The first part is getting an authorization code for your user:

Redirect your user to https://www.nextdoor.com/v3/authorize/?scope=openid%20post:write%20post:read%20comment:write&client_id={client_id}&redirect_uri={your_callback_url}
1. redirect_uri should be the same one(s) you submitted in the form
2. The list of scopes are
  - openid: Always include this
  - publish_api: Include this super scope if you are interested in all the following features.
  - post:write: Include this scope if you are interested in creating, deleting, or editing posts
  - post:read: Include this scope if you are interested in reading post data
  - comment:write: Include this scope if you are interested in creating, deleting, or editing comments
  - profile:read:Include this scope if you are interested in getting information on the authenticated user (unique user identifier, name, profile picture, etc...)

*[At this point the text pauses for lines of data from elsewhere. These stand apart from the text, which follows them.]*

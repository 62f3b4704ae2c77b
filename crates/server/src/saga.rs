//! Agent archive upload and removal.
//!
//! An upload writes the archive to the object store first and the agent row
//! second. The two writes are not transactional: if the row insert fails the
//! blob is deleted again on a best-effort basis and the insert error is
//! returned. Removal runs the other way round: row first, then blob.

use bytes::Bytes;
use scheme_core::archive::{self, ARCHIVE_CONTENT_TYPE};
use scheme_core::{DEFAULT_SIDE, IdGenerator};
use scheme_metadata::MetadataError;
use scheme_metadata::models::AgentRow;
use scheme_metadata::repos::AgentRepo;
use scheme_storage::{ObjectStore, StorageError};
use serde::Deserialize;
use serde_json::{Map, Value};
use sqlx::types::Json;
use time::OffsetDateTime;

/// Upload failures, in the order they can occur.
#[derive(Debug, thiserror::Error)]
pub enum UploadError {
    /// Declared filename or metadata is unusable. Nothing was written.
    #[error("{0}")]
    Format(String),

    /// Archive failed the integrity test. Nothing was written.
    #[error("{0}")]
    CorruptArchive(String),

    /// The archive check could not run to completion. Nothing was written.
    #[error("internal error: {0}")]
    Internal(String),

    /// Object store write failed. Nothing was written.
    #[error("object store error: {0}")]
    ObjectStore(#[from] StorageError),

    /// Row insert failed after the blob write; the blob was compensated.
    #[error("metadata error: {0}")]
    Metadata(#[from] MetadataError),
}

impl From<scheme_core::Error> for UploadError {
    fn from(err: scheme_core::Error) -> Self {
        match err {
            scheme_core::Error::CorruptArchive(msg) => Self::CorruptArchive(msg),
            other => Self::Format(other.to_string()),
        }
    }
}

/// Caller-supplied agent fields sent alongside the archive.
#[derive(Clone, Debug, Deserialize)]
pub struct AgentUpload {
    pub name: String,
    pub load: String,
    #[serde(default)]
    pub description: Option<String>,
    #[serde(default)]
    pub side: Option<String>,
    pub param_schema: Map<String, Value>,
    #[serde(default)]
    pub supported_env_templates: Vec<i64>,
    /// Member that must exist inside the archive.
    #[serde(default)]
    pub agent_file: Option<String>,
}

impl AgentUpload {
    fn validate(&self) -> Result<(), UploadError> {
        if self.name.trim().is_empty() {
            return Err(UploadError::Format("agent name must not be empty".into()));
        }
        if self.load.trim().is_empty() {
            return Err(UploadError::Format("agent load must not be empty".into()));
        }
        if self.load.contains(['/', '\\']) || self.load.contains("..") {
            return Err(UploadError::Format(format!(
                "agent load '{}' must not contain path separators",
                self.load
            )));
        }
        Ok(())
    }
}

/// One archive upload.
#[derive(Clone, Debug)]
pub struct UploadRequest {
    /// Filename declared by the client.
    pub filename: String,
    pub data: Bytes,
    pub metadata: AgentUpload,
    /// Cap on the total uncompressed size of the archive members.
    pub max_unpacked_bytes: u64,
}

/// Progress of an upload.
#[derive(Clone, Debug, PartialEq, Eq)]
pub enum SagaState {
    NotStarted,
    /// Blob stored under `key`, row not yet written.
    BlobWritten { key: String },
    MetadataWritten,
}

/// Tracks the object store side effect so it can be undone.
struct UploadSaga<'a> {
    store: &'a dyn ObjectStore,
    state: SagaState,
}

impl<'a> UploadSaga<'a> {
    fn new(store: &'a dyn ObjectStore) -> Self {
        Self {
            store,
            state: SagaState::NotStarted,
        }
    }

    async fn write_blob(&mut self, key: &str, data: Bytes) -> Result<String, UploadError> {
        let location = self.store.put(key, data, ARCHIVE_CONTENT_TYPE).await?;
        self.state = SagaState::BlobWritten {
            key: key.to_string(),
        };
        Ok(location)
    }

    fn commit(&mut self) {
        self.state = SagaState::MetadataWritten;
    }

    /// Undo the blob write. Only acts from `BlobWritten`; failures are logged.
    async fn compensate(&mut self) {
        let SagaState::BlobWritten { key } = &self.state else {
            return;
        };
        match self.store.delete(key).await {
            Ok(()) => tracing::info!(key = %key, "Removed blob after failed metadata write"),
            Err(e) => tracing::error!(
                key = %key,
                error = %e,
                "Failed to remove blob after failed metadata write; blob is orphaned"
            ),
        }
        self.state = SagaState::NotStarted;
    }
}

/// Validate, store and register an agent archive.
///
/// Validation failures return before any write. Exactly one object store
/// write and at most one row insert happen per call.
pub async fn upload<R>(
    store: &dyn ObjectStore,
    repo: &R,
    ids: &IdGenerator,
    request: UploadRequest,
) -> Result<AgentRow, UploadError>
where
    R: AgentRepo + ?Sized,
{
    let UploadRequest {
        filename,
        data,
        metadata,
        max_unpacked_bytes,
    } = request;

    archive::check_extension(&filename)?;
    metadata.validate()?;

    let archive_data = data.clone();
    let agent_file = metadata.agent_file.clone();
    let summary = tokio::task::spawn_blocking(move || {
        archive::verify_archive(&archive_data, agent_file.as_deref(), max_unpacked_bytes)
    })
    .await
    .map_err(|e| UploadError::Internal(format!("archive check task failed: {e}")))??;
    tracing::debug!(filename = %filename, members = summary.members.len(), "Archive verified");

    let id = ids.generate();
    let load = format!("{id}_{}", metadata.load);
    let key = format!("{load}{}", archive::ARCHIVE_EXTENSION);

    let mut saga = UploadSaga::new(store);
    let location = saga.write_blob(&key, data).await?;

    let now = OffsetDateTime::now_utc();
    let row = AgentRow {
        id,
        name: metadata.name,
        load,
        description: metadata.description.unwrap_or_default(),
        side: metadata.side.unwrap_or_else(|| DEFAULT_SIDE.to_string()),
        param_schema: Json(Value::Object(metadata.param_schema)),
        supported_env_templates: Json(metadata.supported_env_templates),
        url: location,
        created_at: now,
        updated_at: now,
    };

    match repo.create_agent(&row).await {
        Ok(()) => {
            saga.commit();
            tracing::info!(agent_id = id, load = %row.load, url = %row.url, "Agent uploaded");
            Ok(row)
        }
        Err(e) => {
            tracing::warn!(agent_id = id, error = %e, "Agent insert failed, compensating");
            saga.compensate().await;
            Err(UploadError::Metadata(e))
        }
    }
}

/// Delete an agent row, then its archive.
///
/// A failed blob delete after the row is gone is logged and tolerated.
pub async fn delete_artifact<R>(
    store: &dyn ObjectStore,
    repo: &R,
    id: i64,
) -> Result<AgentRow, MetadataError>
where
    R: AgentRepo + ?Sized,
{
    let agent = repo
        .get_agent(id)
        .await?
        .ok_or_else(|| MetadataError::NotFound(format!("agent {id} not found")))?;

    repo.delete_agent(id).await?;

    match store.key_from_location(&agent.url) {
        Some(key) => match store.delete(key).await {
            Ok(()) => tracing::info!(agent_id = id, key = %key, "Agent archive deleted"),
            Err(StorageError::NotFound(_)) => {
                tracing::warn!(agent_id = id, key = %key, "Agent archive already missing")
            }
            Err(e) => tracing::error!(
                agent_id = id,
                key = %key,
                error = %e,
                "Failed to delete agent archive; blob is orphaned"
            ),
        },
        None => tracing::warn!(
            agent_id = id,
            url = %agent.url,
            "Agent location is outside this bucket, archive left in place"
        ),
    }

    Ok(agent)
}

  - agency.boundary:read: Include this scope if you are interested in creating geo-targetted agency posts.
  - profile: Include this scope if you only want to use /me and /me/profiles endpoint for user verification purpose.
After a user accepts or allows access, our server will redirect the user back to {redirect_uri}?code={authorization_code}
1. Your server should handle {redirect_uri} and look for the authorization code in the query parameter
2. You should config the Access-Control-Allow-Origin header to include Nextdoor's domain.
Use the {authorization_code} to exchange for an access token in Get access token.

You must also periodically refresh the access tokens.